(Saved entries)
--

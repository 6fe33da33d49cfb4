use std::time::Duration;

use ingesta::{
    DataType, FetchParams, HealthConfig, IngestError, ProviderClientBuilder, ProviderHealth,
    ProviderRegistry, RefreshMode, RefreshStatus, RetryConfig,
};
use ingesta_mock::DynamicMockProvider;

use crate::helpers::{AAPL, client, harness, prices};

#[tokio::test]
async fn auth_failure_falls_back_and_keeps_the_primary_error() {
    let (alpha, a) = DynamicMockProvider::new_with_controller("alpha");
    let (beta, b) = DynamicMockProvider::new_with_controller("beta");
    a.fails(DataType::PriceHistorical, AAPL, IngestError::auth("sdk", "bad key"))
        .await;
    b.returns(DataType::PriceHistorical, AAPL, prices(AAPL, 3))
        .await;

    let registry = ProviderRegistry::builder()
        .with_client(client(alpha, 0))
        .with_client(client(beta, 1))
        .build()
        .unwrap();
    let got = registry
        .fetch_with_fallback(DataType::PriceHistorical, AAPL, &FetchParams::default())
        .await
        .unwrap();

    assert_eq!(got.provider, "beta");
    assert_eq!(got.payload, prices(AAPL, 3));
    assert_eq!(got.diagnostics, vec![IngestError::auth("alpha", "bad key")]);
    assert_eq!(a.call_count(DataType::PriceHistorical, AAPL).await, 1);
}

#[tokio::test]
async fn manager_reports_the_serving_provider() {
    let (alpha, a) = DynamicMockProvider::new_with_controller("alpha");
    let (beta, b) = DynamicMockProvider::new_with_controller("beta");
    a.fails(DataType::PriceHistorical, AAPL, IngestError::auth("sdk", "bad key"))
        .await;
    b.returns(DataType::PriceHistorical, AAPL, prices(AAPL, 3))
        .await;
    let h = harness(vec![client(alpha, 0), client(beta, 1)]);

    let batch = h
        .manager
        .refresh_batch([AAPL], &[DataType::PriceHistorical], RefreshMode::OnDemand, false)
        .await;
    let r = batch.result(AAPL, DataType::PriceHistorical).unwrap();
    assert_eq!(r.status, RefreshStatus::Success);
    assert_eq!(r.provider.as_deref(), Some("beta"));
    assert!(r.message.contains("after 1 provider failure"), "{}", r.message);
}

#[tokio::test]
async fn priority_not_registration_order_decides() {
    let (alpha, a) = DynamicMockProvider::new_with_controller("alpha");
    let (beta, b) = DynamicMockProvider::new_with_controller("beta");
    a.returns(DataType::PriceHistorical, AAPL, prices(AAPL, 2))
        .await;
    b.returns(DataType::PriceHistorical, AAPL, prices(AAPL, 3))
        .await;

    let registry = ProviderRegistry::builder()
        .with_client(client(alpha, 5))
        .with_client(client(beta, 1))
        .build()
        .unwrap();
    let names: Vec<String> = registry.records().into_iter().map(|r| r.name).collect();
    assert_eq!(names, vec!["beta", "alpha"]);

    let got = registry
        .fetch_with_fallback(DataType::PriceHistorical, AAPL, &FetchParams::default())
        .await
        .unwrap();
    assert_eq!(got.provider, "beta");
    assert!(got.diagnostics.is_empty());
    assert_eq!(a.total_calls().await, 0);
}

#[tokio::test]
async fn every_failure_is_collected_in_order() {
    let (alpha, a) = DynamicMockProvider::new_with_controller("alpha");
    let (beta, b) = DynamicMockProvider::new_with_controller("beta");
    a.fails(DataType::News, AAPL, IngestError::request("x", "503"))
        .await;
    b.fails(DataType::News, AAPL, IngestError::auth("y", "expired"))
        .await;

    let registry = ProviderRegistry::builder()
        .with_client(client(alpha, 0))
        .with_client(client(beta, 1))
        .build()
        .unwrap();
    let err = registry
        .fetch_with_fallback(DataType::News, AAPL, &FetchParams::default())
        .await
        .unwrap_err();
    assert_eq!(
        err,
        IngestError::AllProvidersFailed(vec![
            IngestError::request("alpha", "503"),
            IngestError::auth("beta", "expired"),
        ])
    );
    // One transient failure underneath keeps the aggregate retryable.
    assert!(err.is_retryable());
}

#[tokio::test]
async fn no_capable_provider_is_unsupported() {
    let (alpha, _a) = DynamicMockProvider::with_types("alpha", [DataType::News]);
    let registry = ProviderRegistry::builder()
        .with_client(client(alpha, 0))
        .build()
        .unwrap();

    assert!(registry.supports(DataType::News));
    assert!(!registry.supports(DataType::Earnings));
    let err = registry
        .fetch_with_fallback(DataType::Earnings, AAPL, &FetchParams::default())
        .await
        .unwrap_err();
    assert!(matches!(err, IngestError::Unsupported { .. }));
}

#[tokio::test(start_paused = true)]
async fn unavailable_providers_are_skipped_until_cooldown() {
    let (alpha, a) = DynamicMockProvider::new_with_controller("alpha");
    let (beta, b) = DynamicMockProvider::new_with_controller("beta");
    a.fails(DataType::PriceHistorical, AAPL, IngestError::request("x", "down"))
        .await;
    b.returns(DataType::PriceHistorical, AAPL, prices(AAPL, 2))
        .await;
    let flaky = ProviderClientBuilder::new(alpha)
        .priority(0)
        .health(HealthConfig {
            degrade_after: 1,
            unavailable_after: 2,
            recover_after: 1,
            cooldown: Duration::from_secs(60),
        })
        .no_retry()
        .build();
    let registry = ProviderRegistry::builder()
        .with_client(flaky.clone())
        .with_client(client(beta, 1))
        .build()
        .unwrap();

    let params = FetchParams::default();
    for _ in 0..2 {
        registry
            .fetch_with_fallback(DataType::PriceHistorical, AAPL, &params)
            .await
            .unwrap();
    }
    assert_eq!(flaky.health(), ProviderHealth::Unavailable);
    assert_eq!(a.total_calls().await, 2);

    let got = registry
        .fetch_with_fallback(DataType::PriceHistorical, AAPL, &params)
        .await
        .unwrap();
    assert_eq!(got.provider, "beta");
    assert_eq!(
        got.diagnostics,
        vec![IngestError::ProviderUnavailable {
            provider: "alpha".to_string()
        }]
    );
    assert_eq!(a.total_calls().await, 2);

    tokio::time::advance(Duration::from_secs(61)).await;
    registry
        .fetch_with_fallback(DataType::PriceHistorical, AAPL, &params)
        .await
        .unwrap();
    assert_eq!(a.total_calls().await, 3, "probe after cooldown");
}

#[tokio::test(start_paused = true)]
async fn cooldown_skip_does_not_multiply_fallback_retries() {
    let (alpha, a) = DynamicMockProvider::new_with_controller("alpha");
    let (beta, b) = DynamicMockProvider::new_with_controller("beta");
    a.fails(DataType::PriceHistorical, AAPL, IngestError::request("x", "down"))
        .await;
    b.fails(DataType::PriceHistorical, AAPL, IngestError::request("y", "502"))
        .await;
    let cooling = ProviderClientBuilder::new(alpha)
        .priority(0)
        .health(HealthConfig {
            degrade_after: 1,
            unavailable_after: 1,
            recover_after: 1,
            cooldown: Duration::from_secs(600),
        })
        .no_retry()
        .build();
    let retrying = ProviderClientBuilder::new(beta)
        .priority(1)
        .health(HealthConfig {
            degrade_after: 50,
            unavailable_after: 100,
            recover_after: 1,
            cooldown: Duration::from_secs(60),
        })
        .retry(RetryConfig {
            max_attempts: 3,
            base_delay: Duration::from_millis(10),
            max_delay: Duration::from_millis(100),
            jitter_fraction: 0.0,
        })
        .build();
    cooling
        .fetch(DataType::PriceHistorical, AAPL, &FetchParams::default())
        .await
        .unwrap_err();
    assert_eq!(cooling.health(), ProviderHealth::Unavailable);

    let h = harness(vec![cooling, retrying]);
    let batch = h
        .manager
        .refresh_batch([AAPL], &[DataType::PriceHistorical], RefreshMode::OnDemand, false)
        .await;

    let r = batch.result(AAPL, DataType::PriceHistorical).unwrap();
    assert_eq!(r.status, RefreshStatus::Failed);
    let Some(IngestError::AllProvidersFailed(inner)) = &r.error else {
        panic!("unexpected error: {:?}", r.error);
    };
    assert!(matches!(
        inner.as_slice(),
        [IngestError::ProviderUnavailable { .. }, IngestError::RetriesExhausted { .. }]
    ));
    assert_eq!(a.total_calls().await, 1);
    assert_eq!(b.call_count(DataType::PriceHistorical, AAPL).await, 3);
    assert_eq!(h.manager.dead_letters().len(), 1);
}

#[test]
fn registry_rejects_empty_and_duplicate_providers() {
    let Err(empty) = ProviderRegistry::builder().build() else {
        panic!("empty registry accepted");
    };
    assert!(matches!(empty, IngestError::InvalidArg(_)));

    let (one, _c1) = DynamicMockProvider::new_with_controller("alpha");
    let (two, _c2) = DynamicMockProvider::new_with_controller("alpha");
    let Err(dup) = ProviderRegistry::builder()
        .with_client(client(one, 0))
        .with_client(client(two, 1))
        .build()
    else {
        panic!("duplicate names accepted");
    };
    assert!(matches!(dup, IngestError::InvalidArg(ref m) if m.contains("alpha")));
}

--

◆ **TASK PROMPT**: Read through the data and copy every line where "panic" shows up.

◆ **EXERCISE RESULT**:
        panic!("unexpected error: {:?}", r.error);
        panic!("empty registry accepted");
        panic!("duplicate names accepted");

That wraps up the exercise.